I dirigenti nazionali del Coordinamento delle associazioni venatorie italiane, hanno preso atto della disponibilità del governo a rivedere i contenuti del decreto legge 251/2006 emanato il 4 agosto. Il ministro delle Politiche agricole Paolo De Castro ha ammesso che il decreto contestato è stato emanato senza la necessaria concertazione con le Regioni e con le categorie economico-sociali interessate e senza aver consultato le associazioni venatorie ed agricole. A fronte di questo impegno, mirante a rivedere l'impianto del decreto contestato, i rappresentanti del mondo venatorio hanno manifestato il loro impegno alla stesura di un documento tecnico da sottoporre al governo affinché siano apportate le correzioni necessarie, nel rispetto delle normative comunitarie e nazionali, e delle competenze affidate alle regioni dalla Costituzione. I rappresentanti del mondo venatorio italiano hanno rivendicato il diritto di continuare a esercitare la loro funzione indispensabile per garantire una corretta gestione del patrimonio faunistico e ambientale come avviene nel resto dei Paesi dell'Ue.

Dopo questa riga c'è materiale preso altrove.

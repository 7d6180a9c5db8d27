//! Month window resolution and ordinal labels.
//!
//! The grid's columns come from the data, not from a calendar: every month
//! identifier present across all metrics is collected, the newest N are kept
//! (N is the configured window size), and the survivors are displayed oldest
//! first so the grid reads left to right chronologically.
//!
//! Column identity is positional: each slot in the window gets a fixed
//! ordinal label (`first`, `second`, ...) used as the stable key suffix
//! wherever rows are flattened, so column definitions stay stable while the
//! underlying calendar window slides.

use std::collections::BTreeSet;

use chrono::NaiveDate;

use crate::catalog::Metric;

/// Largest supported window size.
pub const MAX_WINDOW: usize = 24;

/// Default window size.
pub const DEFAULT_WINDOW: usize = 6;

/// Ordinal labels for window positions, in order.
const ORDINALS: [&str; MAX_WINDOW] = [
    "first",
    "second",
    "third",
    "fourth",
    "fifth",
    "sixth",
    "seventh",
    "eighth",
    "ninth",
    "tenth",
    "eleventh",
    "twelfth",
    "thirteenth",
    "fourteenth",
    "fifteenth",
    "sixteenth",
    "seventeenth",
    "eighteenth",
    "nineteenth",
    "twentieth",
    "twentyFirst",
    "twentySecond",
    "twentyThird",
    "twentyFourth",
];

/// Get the ordinal label for a zero-based window position.
#[must_use]
pub fn ordinal_name(position: usize) -> Option<&'static str> {
    ORDINALS.get(position).copied()
}

/// Parse a month identifier into a calendar date for ordering.
///
/// Identifiers are normally `YYYY-MM` but may carry a day component.
/// Unparseable identifiers fall back to lexicographic ordering.
fn calendar_key(month: &str) -> Option<NaiveDate> {
    NaiveDate::parse_from_str(month, "%Y-%m-%d")
        .ok()
        .or_else(|| NaiveDate::parse_from_str(&format!("{month}-01"), "%Y-%m-%d").ok())
}

/// The resolved, ascending window of month identifiers shown as columns.
#[derive(Debug, Clone, PartialEq, Eq, Default)]
pub struct MonthWindow {
    months: Vec<String>,
}

impl MonthWindow {
    /// Resolve the display window from the full metric list.
    ///
    /// Every `month` value across every metric's records is deduplicated,
    /// sorted newest first, and truncated to `size`. If `month_filter` is
    /// set, only identifiers with that prefix survive (this is how "all
    /// months in this period" works when identifiers carry more granularity
    /// than year-month). The survivors are returned oldest first.
    ///
    /// An empty metric list yields an empty window; fewer distinct months
    /// than `size` yields all of them, with no padding.
    #[must_use]
    pub fn resolve(metrics: &[Metric], size: usize, month_filter: Option<&str>) -> Self {
        let unique: BTreeSet<&str> = metrics
            .iter()
            .flat_map(|m| m.monthly.iter())
            .map(|r| r.month.as_str())
            .collect();

        let mut months: Vec<String> = unique.into_iter().map(str::to_string).collect();
        // Newest first for window selection.
        months.sort_by(|a, b| match (calendar_key(a), calendar_key(b)) {
            (Some(da), Some(db)) => db.cmp(&da),
            _ => b.cmp(a),
        });
        months.truncate(size.min(MAX_WINDOW));

        if let Some(prefix) = month_filter {
            months.retain(|m| m.starts_with(prefix));
        }

        // Oldest first for display.
        months.reverse();
        Self { months }
    }

    /// The month identifiers, oldest first.
    #[must_use]
    pub fn months(&self) -> &[String] {
        &self.months
    }

    #[must_use]
    pub fn len(&self) -> usize {
        self.months.len()
    }

    #[must_use]
    pub fn is_empty(&self) -> bool {
        self.months.is_empty()
    }

    /// Find the window position of a month identifier.
    #[must_use]
    pub fn position(&self, month: &str) -> Option<usize> {
        self.months.iter().position(|m| m == month)
    }

    /// Get the ordinal label for a month identifier in this window.
    #[must_use]
    pub fn ordinal_for(&self, month: &str) -> Option<&'static str> {
        self.position(month).and_then(ordinal_name)
    }
}

#[cfg(test)]
mod tests {
    use super::*;
    use crate::catalog::MonthlyRecord;
    use crate::tone::StatusColor;

    fn metric_with_months(id: u32, months: &[&str]) -> Metric {
        let mut metric = Metric::new(id, "PM001", "System Availability Percentage");
        for month in months {
            metric
                .monthly
                .push(MonthlyRecord::new(*month, "90.00-90-100", StatusColor::Green));
        }
        metric
    }

    #[test]
    fn window_unions_and_dedupes_across_metrics() {
        let metrics = vec![
            metric_with_months(1, &["2025-01", "2025-02"]),
            metric_with_months(2, &["2025-02", "2025-03"]),
        ];
        let window = MonthWindow::resolve(&metrics, 6, None);
        assert_eq!(window.months(), ["2025-01", "2025-02", "2025-03"]);
    }

    #[test]
    fn window_keeps_newest_and_displays_ascending() {
        let metrics = vec![metric_with_months(
            1,
            &["2024-10", "2024-11", "2024-12", "2025-01", "2025-02", "2025-03", "2025-04"],
        )];
        let window = MonthWindow::resolve(&metrics, 6, None);
        assert_eq!(
            window.months(),
            ["2024-11", "2024-12", "2025-01", "2025-02", "2025-03", "2025-04"]
        );
    }

    #[test]
    fn window_handles_year_boundaries() {
        let metrics = vec![metric_with_months(1, &["2025-01", "2024-12", "2024-02"])];
        let window = MonthWindow::resolve(&metrics, 2, None);
        assert_eq!(window.months(), ["2024-12", "2025-01"]);
    }

    #[test]
    fn empty_metrics_yield_empty_window() {
        let window = MonthWindow::resolve(&[], 6, None);
        assert!(window.is_empty());
    }

    #[test]
    fn short_data_is_not_padded() {
        let metrics = vec![metric_with_months(1, &["2025-01", "2025-02"])];
        let window = MonthWindow::resolve(&metrics, 6, None);
        assert_eq!(window.len(), 2);
    }

    #[test]
    fn month_filter_is_a_prefix_match() {
        let metrics = vec![metric_with_months(
            1,
            &["2025-01-15", "2025-01-31", "2025-02-15"],
        )];
        let window = MonthWindow::resolve(&metrics, 6, Some("2025-01"));
        assert_eq!(window.months(), ["2025-01-15", "2025-01-31"]);
    }

    #[test]
    fn ordinals_are_positional() {
        assert_eq!(ordinal_name(0), Some("first"));
        assert_eq!(ordinal_name(5), Some("sixth"));
        assert_eq!(ordinal_name(23), Some("twentyFourth"));
        assert_eq!(ordinal_name(24), None);
    }

    #[test]
    fn window_ordinals_follow_display_order() {
        let metrics = vec![metric_with_months(1, &["2025-02", "2025-01"])];
        let window = MonthWindow::resolve(&metrics, 6, None);
        assert_eq!(window.ordinal_for("2025-01"), Some("first"));
        assert_eq!(window.ordinal_for("2025-02"), Some("second"));
        assert_eq!(window.ordinal_for("2025-03"), None);
    }

    #[test]
    fn unparseable_identifiers_order_lexicographically() {
        let metrics = vec![metric_with_months(1, &["alpha", "beta", "2025-01"])];
        let window = MonthWindow::resolve(&metrics, 2, None);
        // "beta" > "alpha" lexicographically, so it survives the newest-2 cut.
        assert_eq!(window.len(), 2);
        assert!(window.position("beta").is_some());
    }
}
#![forbid(unsafe_code)]

//! # Scorecard Core
//!
//! Grid engine for the scorecard KPI dashboard: the data model, month
//! windowing, row projection, and expansion state machine behind the
//! performance grid, independent of any rendering layer.
//!
//! ## Modules
//!
//! - [`catalog`] - Metric, monthly record, and leader breakdown types
//! - [`months`] - Distinct-month windowing and ordinal column labels
//! - [`rows`] - Projection of metrics into parent/child grid rows
//! - [`expansion`] - Single-flight expand/collapse state machine
//! - [`grid`] - The grid model tying rows, window, filter, and expansion together
//! - [`tone`] - Status-color normalization and tone classification
//! - [`provider`] - The data-provider contract and the seeded mock
//! - [`generator`] - Deterministic mock-data generation

pub mod catalog;
pub mod expansion;
pub mod generator;
pub mod grid;
pub mod months;
pub mod provider;
pub mod rows;
pub mod tone;

pub use catalog::{Metric, MetricId, MonthlyRecord, SubEntityRecord, ThresholdDirection, ValueType};
pub use expansion::{
    DetailRequest, DetailResponse, ExpansionController, PendingAction, RowState, Toggle,
};
pub use generator::Generator;
pub use grid::{GridConfig, MetricsGrid};
pub use months::{DEFAULT_WINDOW, MAX_WINDOW, MonthWindow, ordinal_name};
pub use provider::{MetricsFilter, MetricsProvider, MockProvider, ProviderError};
pub use rows::{
    ChildRow, GridRow, MonthCell, NDTR, ParentRow, SummaryParts, format_summary, project_children,
    project_parents, split_summary,
};
pub use tone::{StatusColor, Tone, TonePair, TonePalette};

Attribuendo alla manifestazione nazionale del 1º settembre un'importanza fondamentale nell'avvio di un dialogo, il mondo venatorio si è dichiarato pronto alla massima collaborazione con il governo se all'enunciazione dei buoni propositi seguiranno i fatti. In caso contrario i rappresentanti del Coordinamento delle associazioni venatorie italiane hanno confermato la loro determinazione a manifestare il dissenso di centinaia di migliaia di cittadini che chiedono di essere rispettati nell'esercizio di un diritto sancito dalle direttive comunitarie, rigidamente regolamentato da normative nazionali e regionali.